* [TASK GOAL]: Nothing may be left out, so copy every entry exactly.

* [DATA TO EXAMINE]:

________

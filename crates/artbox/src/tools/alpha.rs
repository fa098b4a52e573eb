//! Normalize the color of fully transparent pixels
//!
//! Editors leave arbitrary RGB values behind alpha 0, which shows up as
//! fringes once the image is scaled. Every such pixel is set to one
//! background value.

use std::path::Path;

use image::{DynamicImage, Rgba, RgbaImage};
use tracing::{debug, info, span, Level};

use crate::core::raster::{load_image, save_png};
use crate::core::{ArtboxError, BatchReport};

const CLEAR: Rgba<u8> = Rgba([0, 0, 0, 0]);

/// Background for transparent pixels: the first pixel if it is transparent, else all zero
pub fn transparent_background(image: &RgbaImage) -> Rgba<u8> {
    match image.pixels().next() {
        Some(first) if first[3] == 0 => *first,
        _ => CLEAR,
    }
}

/// Set every alpha-0 pixel to the background; returns how many pixels changed
pub fn normalize_transparent_pixels(image: &mut RgbaImage) -> usize {
    let background = transparent_background(image);
    let mut changed = 0;
    for pixel in image.pixels_mut() {
        if pixel[3] == 0 && *pixel != background {
            *pixel = background;
            changed += 1;
        }
    }
    changed
}

/// Normalize one PNG in place; only 8-bit RGBA images are accepted
pub fn normalize_alpha_file(path: &Path) -> Result<usize, ArtboxError> {
    let DynamicImage::ImageRgba8(mut image) = load_image(path)? else {
        return Err(ArtboxError::NotRgba {
            path: path.to_path_buf(),
        });
    };

    let changed = normalize_transparent_pixels(&mut image);
    save_png(&image, path)?;
    debug!(path = %path.display(), changed, "Normalized transparent pixels");
    Ok(changed)
}

/// Normalize every file matching the glob `pattern`
pub fn normalize_alpha(pattern: &str) -> Result<BatchReport, ArtboxError> {
    let alpha_span = span!(Level::INFO, "normalize_alpha", pattern);
    let _enter = alpha_span.enter();

    let entries = glob::glob(pattern).map_err(|err| ArtboxError::InvalidPattern {
        pattern: pattern.to_string(),
        message: err.to_string(),
    })?;

    let mut report = BatchReport::new();
    for entry in entries {
        report.processed += 1;
        match entry {
            Ok(path) => match normalize_alpha_file(&path) {
                Ok(_) => {
                    info!(path = %path.display(), "Normalized");
                    report.record_written(path);
                }
                Err(err) => report.record_failure(&path, err),
            },
            Err(err) => {
                let path = err.path().to_path_buf();
                report.record_failure(&path, err);
            }
        }
    }

    info!(%report, "Alpha normalization finished");
    Ok(report)
}
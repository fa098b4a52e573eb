//! SVG processing
//!
//! A small arena-backed markup tree plus the gradient-style fix built on it.
//!
//! ```rust
//! use artbox::svg::fix_markup;
//!
//! let svg = r#"<svg><defs><linearGradient id="g"><stop style="stop-color:#f00;"/></linearGradient></defs><rect style="fill:url(#g)"/></svg>"#;
//! let fixed = fix_markup(svg).unwrap().unwrap();
//! assert!(fixed.contains("fill:#f00"));
//! assert!(!fixed.contains("linearGradient"));
//! ```

mod document;
mod fix;
mod gradient;
mod style;

pub use document::{Document, Element, NodeId, NodeKind};
pub use fix::{
    fix_document, fix_markup, fix_svg_file, fix_svg_tree, prune_dead_gradients, rewrite_styles,
    DEFAULT_VECTOR_DIR,
};
pub use gradient::{
    is_gradient_tag, walk_chain, ColorExpr, GradientResolver, IdIndex, GRADIENT_TAGS, TRANSPARENT,
};
pub use style::{rewrite_paint_attribute, rewrite_style, strip_default_visibility};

________

* [TASK RESULT]:
filename crates/artbox/src/tools/alpha.rs
repository fa098b4a52e573eb
//! Normalize the color of fully transparent pixels
//!
//! Editors leave arbitrary RGB values behind alpha 0, which shows up as
//! fringes once the image is scaled. Every such pixel is set to one
//! background value.

use std::path::Path;

use image::{DynamicImage, Rgba, RgbaImage};
use tracing::{debug, info, span, Level};

use crate::core::raster::{load_image, save_png};
use crate::core::{ArtboxError, BatchReport};

const CLEAR: Rgba<u8> = Rgba([0, 0, 0, 0]);

/// Background for transparent pixels: the first pixel if it is transparent, else all zero
pub fn transparent_background(image: &RgbaImage) -> Rgba<u8> {
    match image.pixels().next() {
        Some(first) if first[3] == 0 => *first,
        _ => CLEAR,
    }
}

/// Set every alpha-0 pixel to the background; returns how many pixels changed
pub fn normalize_transparent_pixels(image: &mut RgbaImage) -> usize {
    let background = transparent_background(image);
    let mut changed = 0;
    for pixel in image.pixels_mut() {
        if pixel[3] == 0 && *pixel != background {
            *pixel = background;
            changed += 1;
        }
    }
    changed
}

/// Normalize one PNG in place; only 8-bit RGBA images are accepted
pub fn normalize_alpha_file(path: &Path) -> Result<usize, ArtboxError> {
    let DynamicImage::ImageRgba8(mut image) = load_image(path)? else {
        return Err(ArtboxError::NotRgba {
            path: path.to_path_buf(),
        });
    };

    let changed = normalize_transparent_pixels(&mut image);
    save_png(&image, path)?;
    debug!(path = %path.display(), changed, "Normalized transparent pixels");
    Ok(changed)
}

/// Normalize every file matching the glob `pattern`
pub fn normalize_alpha(pattern: &str) -> Result<BatchReport, ArtboxError> {
    let alpha_span = span!(Level::INFO, "normalize_alpha", pattern);
    let _enter = alpha_span.enter();

    let entries = glob::glob(pattern).map_err(|err| ArtboxError::InvalidPattern {
        pattern: pattern.to_string(),
        message: err.to_string(),
    })?;

    let mut report = BatchReport::new();
    for entry in entries {
        report.processed += 1;
        match entry {
            Ok(path) => match normalize_alpha_file(&path) {
                Ok(_) => {
                    info!(path = %path.display(), "Normalized");
                    report.record_written(path);
                }
                Err(err) => report.record_failure(&path, err),
            },
            Err(err) => {
                let path = err.path().to_path_buf();
                report.record_failure(&path, err);
            }
        }
    }

    info!(%report, "Alpha normalization finished");
    Ok(report)
}
repository fa098b4a52e573eb
//! SVG processing
//!
//! A small arena-backed markup tree plus the gradient-style fix built on it.
//!
//! ```rust
//! use artbox::svg::fix_markup;
//!
//! let svg = r#"<svg><defs><linearGradient id="g"><stop style="stop-color:#f00;"/></linearGradient></defs><rect style="fill:url(#g)"/></svg>"#;
//! let fixed = fix_markup(svg).unwrap().unwrap();
//! assert!(fixed.contains("fill:#f00"));
//! assert!(!fixed.contains("linearGradient"));
//! ```

mod document;
mod fix;
mod gradient;
mod style;

pub use document::{Document, Element, NodeId, NodeKind};
pub use fix::{
    fix_document, fix_markup, fix_svg_file, fix_svg_tree, prune_dead_gradients, rewrite_styles,
    DEFAULT_VECTOR_DIR,
};
pub use gradient::{
    is_gradient_tag, walk_chain, ColorExpr, GradientResolver, IdIndex, GRADIENT_TAGS, TRANSPARENT,
};
pub use style::{rewrite_paint_attribute, rewrite_style, strip_default_visibility};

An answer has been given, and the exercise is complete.